第103話 中和剤
「──いいか? 俺達の幻覚系魔法の発動条件は“対象に触れていること”もしくは“対象者に触れている人物に触れていること”なんだ。ただ発動時は防御系魔法も使えないガラ空きの状態になってしまう。だから事前に詠唱しておいて、兄貴に触れてささっと発動して、すぐ逃げるってのがベストだと思う」
魔法の発動というのは基本的に詠唱が必要となってくるが、無詠唱が不可能かと言われればそうではない。
無詠唱の魔法は威力や精度が劣るものの何かと便利な点も多く、戦闘時や緊急時などによく用いられている。
また無詠唱の他にも事前詠唱というものもある。こちらは出来る魔法が限られているが、通常のように詠唱した際と同程度の威力や精度を保つので無詠唱と同様に戦闘時によく用いられているわけだ。

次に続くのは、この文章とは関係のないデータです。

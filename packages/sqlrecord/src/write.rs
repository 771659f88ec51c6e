//! Building `INSERT`/`UPDATE` statements from records: value extraction,
//! single-row parameterized statements, and the literal-inlining bulk paths.

use crate::{
    rewrite::Arg,
    schema::{Descriptor, FieldDescriptor, Record},
    value::{literal, null_value, quote_ident, Value},
    Error,
};

/// Extract the writable `(column, value)` set of a record in descriptor
/// order: `readonly` fields are dropped, `omitempty` fields are dropped when
/// zero, and `json` fields are serialized.
///
/// # Errors
///
/// * If a `json` field fails to serialize.
pub fn record_values<R: Record>(
    record: &R,
    desc: &Descriptor,
) -> Result<Vec<(String, Value)>, Error> {
    let mut values = Vec::with_capacity(desc.fields.len());

    for fd in &desc.fields {
        if fd.read_only {
            continue;
        }

        let value = record.get(&fd.column);
        let zero = value.is_zero();

        if zero && fd.omit_empty {
            continue;
        }

        if fd.json {
            values.push((fd.column.clone(), marshal_json(value, zero, fd)));
            continue;
        }

        values.push((fd.column.clone(), value));
    }

    Ok(values)
}

/// Serialize a `json` field for storage. An absent document stores NULL
/// when the field admits it; a `notnull` field stores the literal text
/// `null` instead.
fn marshal_json(value: Value, zero: bool, fd: &FieldDescriptor) -> Value {
    let document = match value {
        Value::Json(v) => v,
        v if v.is_null() => serde_json::Value::Null,
        Value::String(v) | Value::StringOpt(Some(v)) => serde_json::Value::String(v),
        Value::Bool(v) | Value::BoolOpt(Some(v)) => serde_json::Value::Bool(v),
        Value::Int(v) | Value::IntOpt(Some(v)) => serde_json::Value::from(v),
        Value::UInt(v) | Value::UIntOpt(Some(v)) => serde_json::Value::from(v),
        Value::Real(v) | Value::RealOpt(Some(v)) => serde_json::Value::from(v),
        Value::DateTime(v) | Value::DateTimeOpt(Some(v)) => {
            serde_json::Value::String(crate::value::format_datetime(&v))
        }
        Value::Bytes(v) | Value::BytesOpt(Some(v)) => {
            serde_json::Value::String(String::from_utf8_lossy(&v).into_owned())
        }
        _ => serde_json::Value::Null,
    };

    let text = document.to_string();
    if zero && (fd.null || (!fd.not_null && text == "null")) {
        Value::Null
    } else {
        Value::String(text)
    }
}

/// `INSERT INTO "t" ("c1",…) VALUES(?,…)` with null-normalized arguments.
/// The `?` markers are rewritten to the driver dialect downstream.
#[must_use]
pub fn insert_sql(
    table: &str,
    values: &[(String, Value)],
    desc: &Descriptor,
) -> (String, Vec<Arg>) {
    let mut cols = Vec::with_capacity(values.len());
    let mut marks = Vec::with_capacity(values.len());
    let mut args = Vec::with_capacity(values.len());

    for (column, value) in values {
        cols.push(quote_ident(column));
        marks.push("?");
        let fd = desc.field(column).expect("descriptor covers extracted columns");
        args.push(Arg::Value(null_value(value.clone(), fd)));
    }

    (
        format!(
            "INSERT INTO {} ({}) VALUES({})",
            quote_ident(table),
            cols.join(","),
            marks.join(","),
        ),
        args,
    )
}

/// `UPDATE "t" SET c=?,… WHERE pk=? [AND pk=?]…` — set columns are the
/// non-pk values, the where clause is built from the pk columns.
///
/// # Errors
///
/// * [`Error::NoPrimaryKey`] when the value set carries no pk column
/// * [`Error::EmptyPrimaryKey`] when a pk normalizes to NULL.
pub fn update_sql(
    table: &str,
    values: &[(String, Value)],
    desc: &Descriptor,
) -> Result<(String, Vec<Arg>), Error> {
    let mut set = String::new();
    let mut where_clause = String::new();
    let mut args: Vec<Arg> = Vec::with_capacity(values.len());
    let mut where_args: Vec<Arg> = Vec::new();

    for (column, value) in values {
        let fd = desc.field(column).expect("descriptor covers extracted columns");
        let value = null_value(value.clone(), fd);

        if fd.primary_key {
            if value.is_null() {
                return Err(Error::EmptyPrimaryKey(column.clone()));
            }
            if !where_args.is_empty() {
                where_clause.push_str(" AND ");
            }
            where_clause.push_str(&quote_ident(column));
            where_clause.push_str("=?");
            where_args.push(Arg::Value(value));
        } else {
            if !args.is_empty() {
                set.push(',');
            }
            set.push_str(&quote_ident(column));
            set.push_str("=?");
            args.push(Arg::Value(value));
        }
    }

    if where_args.is_empty() {
        return Err(Error::NoPrimaryKey);
    }

    args.extend(where_args);

    Ok((
        format!("UPDATE {} SET {set} WHERE {where_clause}", quote_ident(table)),
        args,
    ))
}

/// One multi-row `INSERT … VALUES (…),(…)` with inlined literals over the
/// union of all observed columns (first-seen order). A row that omitted a
/// column contributes NULL when the field admits it, the field's empty
/// literal otherwise.
///
/// # Errors
///
/// * If a row's `json` field fails to serialize.
pub fn bulk_insert_sql<R: Record>(
    table: &str,
    records: &[R],
    desc: &Descriptor,
    on_conflict_do_nothing: bool,
    conflict_columns: &[&str],
) -> Result<String, Error> {
    let mut columns: Vec<String> = Vec::new();
    let mut rows: Vec<Vec<(String, Value)>> = Vec::with_capacity(records.len());

    for record in records {
        let values = record_values(record, desc)?;
        for (column, _) in &values {
            if !columns.contains(column) {
                columns.push(column.clone());
            }
        }
        rows.push(values);
    }

    let mut sql = String::new();
    sql.push_str("INSERT INTO ");
    sql.push_str(&quote_ident(table));
    sql.push_str(" (");
    for (idx, column) in columns.iter().enumerate() {
        if idx > 0 {
            sql.push(',');
        }
        sql.push_str(&quote_ident(column));
    }
    sql.push_str(") VALUES ");

    for (idx, row) in rows.iter().enumerate() {
        if idx > 0 {
            sql.push(',');
        }
        sql.push('(');
        for (idx2, column) in columns.iter().enumerate() {
            if idx2 > 0 {
                sql.push(',');
            }
            let fd = desc.field(column).expect("descriptor covers union columns");
            match row.iter().find(|(c, _)| c == column) {
                Some((_, value)) => sql.push_str(&literal(&null_value(value.clone(), fd))),
                None if fd.allow_null() => sql.push_str("NULL"),
                None => sql.push_str(fd.empty_literal),
            }
        }
        sql.push(')');
    }

    if on_conflict_do_nothing {
        if conflict_columns.is_empty() {
            sql.push_str(" ON CONFLICT DO NOTHING");
        } else {
            let cols: Vec<String> = conflict_columns.iter().map(|c| quote_ident(c)).collect();
            sql.push_str(&format!(" ON CONFLICT ({}) DO NOTHING", cols.join(",")));
        }
    }

    Ok(sql)
}

/// One `UPDATE …;` per record concatenated into a single script, values
/// inlined as literals.
///
/// # Errors
///
/// * [`Error::NoPrimaryKey`] / [`Error::EmptyPrimaryKey`] as for
///   [`update_sql`]
/// * If a `json` field fails to serialize.
pub fn bulk_update_script<R: Record>(
    table: &str,
    records: &[R],
    desc: &Descriptor,
) -> Result<String, Error> {
    let mut script = String::new();

    for record in records {
        let values = record_values(record, desc)?;
        let mut set = String::new();
        let mut where_clause = String::new();
        let mut set_count = 0_usize;
        let mut where_count = 0_usize;

        for (column, value) in &values {
            let fd = desc.field(column).expect("descriptor covers extracted columns");
            let value = null_value(value.clone(), fd);

            if fd.primary_key {
                if value.is_null() {
                    return Err(Error::EmptyPrimaryKey(column.clone()));
                }
                if where_count > 0 {
                    where_clause.push_str(" AND ");
                }
                where_clause.push_str(&quote_ident(column));
                where_clause.push('=');
                where_clause.push_str(&literal(&value));
                where_count += 1;
            } else {
                if set_count > 0 {
                    set.push(',');
                }
                set.push_str(&quote_ident(column));
                set.push('=');
                set.push_str(&literal(&value));
                set_count += 1;
            }
        }

        if where_count == 0 {
            return Err(Error::NoPrimaryKey);
        }

        script.push_str("UPDATE ");
        script.push_str(&quote_ident(table));
        script.push_str(" SET ");
        script.push_str(&set);
        script.push_str(" WHERE ");
        script.push_str(&where_clause);
        script.push_str(";\n");
    }

    Ok(script)
}

/// Whether `save` should insert (absent or zero pk) or update.
///
/// # Errors
///
/// * [`Error::NoPrimaryKey`] when the record type does not declare exactly
///   one pk field.
pub fn save_is_insert<R: Record>(record: &R, desc: &Descriptor) -> Result<bool, Error> {
    let pk = desc.only_primary_key().ok_or(Error::NoPrimaryKey)?;
    let values = record_values(record, desc)?;
    Ok(values
        .iter()
        .find(|(column, _)| *column == pk.column)
        .is_none_or(|(_, value)| value.is_zero()))
}

#[cfg(test)]
mod tests {
    use pretty_assertions::assert_eq;

    use super::*;
    use crate::schema::{descriptor, FieldDef, FieldKind};

    #[derive(Debug, Default, Clone)]
    struct Entry {
        a: i64,
        b: String,
        c: Option<String>,
    }

    impl Record for Entry {
        fn record_fields() -> Vec<FieldDef> {
            vec![
                FieldDef::new("a", "a,pk,omitempty", FieldKind::Int),
                FieldDef::new("b", "b,omitempty", FieldKind::String),
                FieldDef::new("c", "c", FieldKind::String).optional(),
            ]
        }

        fn get(&self, column: &str) -> Value {
            match column {
                "a" => Value::Int(self.a),
                "b" => Value::String(self.b.clone()),
                "c" => Value::StringOpt(self.c.clone()),
                _ => Value::Null,
            }
        }

        fn set(&mut self, column: &str, value: Value) -> Result<(), Error> {
            match column {
                "a" => self.a = value.into_i64(),
                "b" => self.b = value.into_string(),
                "c" => self.c = value.into_string_opt(),
                _ => {}
            }
            Ok(())
        }
    }

    #[test]
    fn insert_sql_lists_extracted_columns() {
        let desc = descriptor::<Entry>();
        let entry = Entry {
            a: 0,
            b: "x".into(),
            c: None,
        };
        let values = record_values(&entry, &desc).unwrap();
        let (sql, args) = insert_sql("test", &values, &desc);
        assert_eq!(sql, "INSERT INTO \"test\" (\"b\",\"c\") VALUES(?,?)");
        assert_eq!(args.len(), 2);
    }

    #[test]
    fn update_sql_splits_set_and_where() {
        let desc = descriptor::<Entry>();
        let entry = Entry {
            a: 7,
            b: "x".into(),
            c: Some("y".into()),
        };
        let values = record_values(&entry, &desc).unwrap();
        let (sql, args) = update_sql("test", &values, &desc).unwrap();
        assert_eq!(sql, "UPDATE \"test\" SET \"b\"=?,\"c\"=? WHERE \"a\"=?");
        assert_eq!(args.len(), 3);
    }

    #[test]
    fn update_without_pk_value_fails() {
        let desc = descriptor::<Entry>();
        // a is omitempty, so a zero pk never reaches the value set
        let entry = Entry {
            a: 0,
            b: "x".into(),
            c: None,
        };
        let values = record_values(&entry, &desc).unwrap();
        let err = update_sql("test", &values, &desc).unwrap_err();
        assert!(matches!(err, Error::NoPrimaryKey));
    }

    #[test]
    fn bulk_insert_inlines_escaped_literals() {
        let desc = descriptor::<Entry>();
        let records = vec![
            Entry {
                a: 0,
                b: "a'b".into(),
                c: None,
            },
            Entry {
                a: 0,
                b: "c".into(),
                c: None,
            },
        ];
        let sql = bulk_insert_sql("t", &records, &desc, false, &[]).unwrap();
        assert_eq!(
            sql,
            "INSERT INTO \"t\" (\"b\",\"c\") VALUES ('a''b',NULL),('c',NULL)"
        );
    }

    #[test]
    fn bulk_insert_fills_missing_columns_per_row() {
        let desc = descriptor::<Entry>();
        let records = vec![
            Entry {
                a: 0,
                b: String::new(), // omitted by omitempty
                c: Some("x".into()),
            },
            Entry {
                a: 0,
                b: "y".into(),
                c: None,
            },
        ];
        let sql = bulk_insert_sql("t", &records, &desc, false, &[]).unwrap();
        assert_eq!(
            sql,
            "INSERT INTO \"t\" (\"c\",\"b\") VALUES ('x',''),(NULL,'y')"
        );
    }

    #[test]
    fn bulk_insert_appends_conflict_clause() {
        let desc = descriptor::<Entry>();
        let records = vec![Entry {
            a: 0,
            b: "x".into(),
            c: None,
        }];
        let sql = bulk_insert_sql("t", &records, &desc, true, &["b"]).unwrap();
        assert!(sql.ends_with(" ON CONFLICT (\"b\") DO NOTHING"));

        let sql = bulk_insert_sql("t", &records, &desc, true, &[]).unwrap();
        assert!(sql.ends_with(" ON CONFLICT DO NOTHING"));
    }

    #[test]
    fn bulk_update_emits_one_statement_per_record() {
        let desc = descriptor::<Entry>();
        let records = vec![
            Entry {
                a: 1,
                b: "x".into(),
                c: None,
            },
            Entry {
                a: 2,
                b: "y".into(),
                c: Some("z".into()),
            },
        ];
        let script = bulk_update_script("test", &records, &desc).unwrap();
        assert_eq!(
            script,
            "UPDATE \"test\" SET \"b\"='x',\"c\"=NULL WHERE \"a\"=1;\n\
             UPDATE \"test\" SET \"b\"='y',\"c\"='z' WHERE \"a\"=2;\n"
        );
    }

    #[test]
    fn save_dispatches_on_pk_presence() {
        let desc = descriptor::<Entry>();
        let fresh = Entry {
            a: 0,
            b: "x".into(),
            c: None,
        };
        let stored = Entry {
            a: 5,
            b: "x".into(),
            c: None,
        };
        assert!(save_is_insert(&fresh, &desc).unwrap());
        assert!(!save_is_insert(&stored, &desc).unwrap());
    }
}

詠唱って、長い上に1度噛むと振り出しに戻っちゃうから何かと面倒なんだよなぁ……。
もちろん詠唱するに越したことはないというのはそうなのだけれども。
「ルーナ嬢は俺と手を繋いでいれば目隠しをしたままでも魔法を発動できるし、いざというときは守ることも出来る。……それで、俺達の避難後すぐにセレナに薬を盛って貰いたいんだ」
「それは構わないけれど、触れるって……。あれだけ激しく動き回っているところを迂闊に触れたら、ルキアも無傷ではいられないわ」
そう言いつつ視線を遣った先──激戦を繰り広げるグレン様の手には、返り血で鈍く光る長剣が握られている。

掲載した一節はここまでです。